The fix involved is basically routing the code to use the correct 
ETypeConverter.  If we had to add a new ETypeConverter or change any code in 
that file, I'd be a bit more wary about the solution.  But given that this is a 
very small fix to use the proper ETypeConverter, presumably the same 
ETypeConverter that was being used in the customer environment makes me 
comfortable with the idea of giving the customer this fix.

> Hive cannot read parquet files with int64 (TIMESTAMP_MILLIS)
> ------------------------------------------------------------
>
>                 Key: HIVE-26612
>                 URL: https://issues.apache.org/jira/browse/HIVE-26612
>             Project: Hive
>          Issue Type: Bug
>          Components: Database/Schema
>            Reporter: Steve Carlin
>            Priority: Major
>              Labels: pull-request-available
>          Time Spent: 0.5h
>  Remaining Estimate: 0h
>
> If a parquet file has a Type of "int64 eventtime (TIMESTAMP(MILLIS,true))", 
> the following error is produced:
> {noformat}
> java.lang.RuntimeException: java.io.IOException: 
> org.apache.parquet.io.ParquetDecodingException: Can not read value at 1 in 
> block 0 in file 
> file:/xxxx/hive/itests/qtest/target/tmp/parquet_format_ts_as_bigint/part-00000/timestamp_as_bigint.parquet
>       at 
> org.apache.hadoop.hive.ql.exec.FetchTask.executeInner(FetchTask.java:213)

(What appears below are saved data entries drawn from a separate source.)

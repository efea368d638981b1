//! Move representation.
//!
//! One closed enum covers both kinds of turn:
//! - "Quantum" = one new piece placed into two cells
//! - "Classical" = resolve a cycle by naming the cell a piece collapses into
//!
//! Moves carry no player: the mover is implied by the round counter of the
//! state they are applied to.

use serde::{Deserialize, Serialize};

use super::piece::QuantumPiece;
use super::player::Player;
use super::position::Position;

/// A complete game move.
///
/// ## Example
///
/// ```
/// use quantum_ttt::core::{Move, Player, Position, QuantumPiece};
///
/// // Superpose the current player's next piece over two corners
/// let place = Move::Quantum(Position::new(0, 0), Position::new(2, 2));
///
/// // Collapse O's round-4 piece into the centre
/// let collapse = Move::Classical {
///     piece: QuantumPiece::new(Player::O, 4),
///     position: Position::new(1, 1),
/// };
///
/// assert!(place.is_quantum());
/// assert!(!collapse.is_quantum());
/// ```
#[derive(Clone, Copy, Debug, PartialEq, Eq, Hash, Serialize, Deserialize)]
pub enum Move {
    /// Place one new quantum piece into two distinct non-classical cells.
    Quantum(Position, Position),
    /// Collapse `piece` into `position`, resolving the pending cycle.
    Classical { piece: QuantumPiece, position: Position },
}

impl Move {
    #[must_use]
    pub fn is_quantum(&self) -> bool {
        matches!(self, Move::Quantum(..))
    }
}

impl std::fmt::Display for Move {
    fn fmt(&self, f: &mut std::fmt::Formatter<'_>) -> std::fmt::Result {
        match self {
            Move::Quantum(a, b) => write!(f, "quantum {a} + {b}"),
            Move::Classical { piece, position } => write!(f, "collapse {piece} at {position}"),
        }
    }
}

/// A recorded move with metadata for history tracking.
///
/// Used for replay and debugging.
#[derive(Clone, Debug, PartialEq, Eq, Serialize, Deserialize)]
pub struct MoveRecord {
    /// The player who made the move.
    pub player: Player,

    /// The move made.
    pub mv: Move,

    /// Round counter when the move was applied.
    pub round: u32,
}

impl MoveRecord {
    /// Create a new move record.
    #[must_use]
    pub fn new(player: Player, mv: Move, round: u32) -> Self {
        Self { player, mv, round }
    }
}

#[cfg(test)]
mod tests {
    use super::*;

    #[test]
    fn test_move_equality() {
        let a = Move::Quantum(Position::new(0, 0), Position::new(1, 1));
        let b = Move::Quantum(Position::new(0, 0), Position::new(1, 1));
        let c = Move::Quantum(Position::new(1, 1), Position::new(0, 0));

        assert_eq!(a, b);
        assert_ne!(a, c);
    }

    #[test]
    fn test_move_display() {
        let mv = Move::Classical {
            piece: QuantumPiece::new(Player::X, 3),
            position: Position::new(2, 0),
        };
        assert_eq!(format!("{mv}"), "collapse x3 at (2, 0)");
    }

    #[test]
    fn test_move_record_serialization() {
        let mv = Move::Quantum(Position::new(0, 1), Position::new(2, 2));
        let record = MoveRecord::new(Player::O, mv, 4);

        let json = serde_json::to_string(&record).unwrap();
        let deserialized: MoveRecord = serde_json::from_str(&json).unwrap();

        assert_eq!(record, deserialized);
    }
}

>       at org.apache.hadoop.hive.ql.exec.FetchTask.execute(FetchTask.java:98)
>       at org.apache.hadoop.hive.ql.Driver.runInternal(Driver.java:212)
>       at org.apache.hadoop.hive.ql.Driver.run(Driver.java:154)
>       at org.apache.hadoop.hive.ql.Driver.run(Driver.java:149)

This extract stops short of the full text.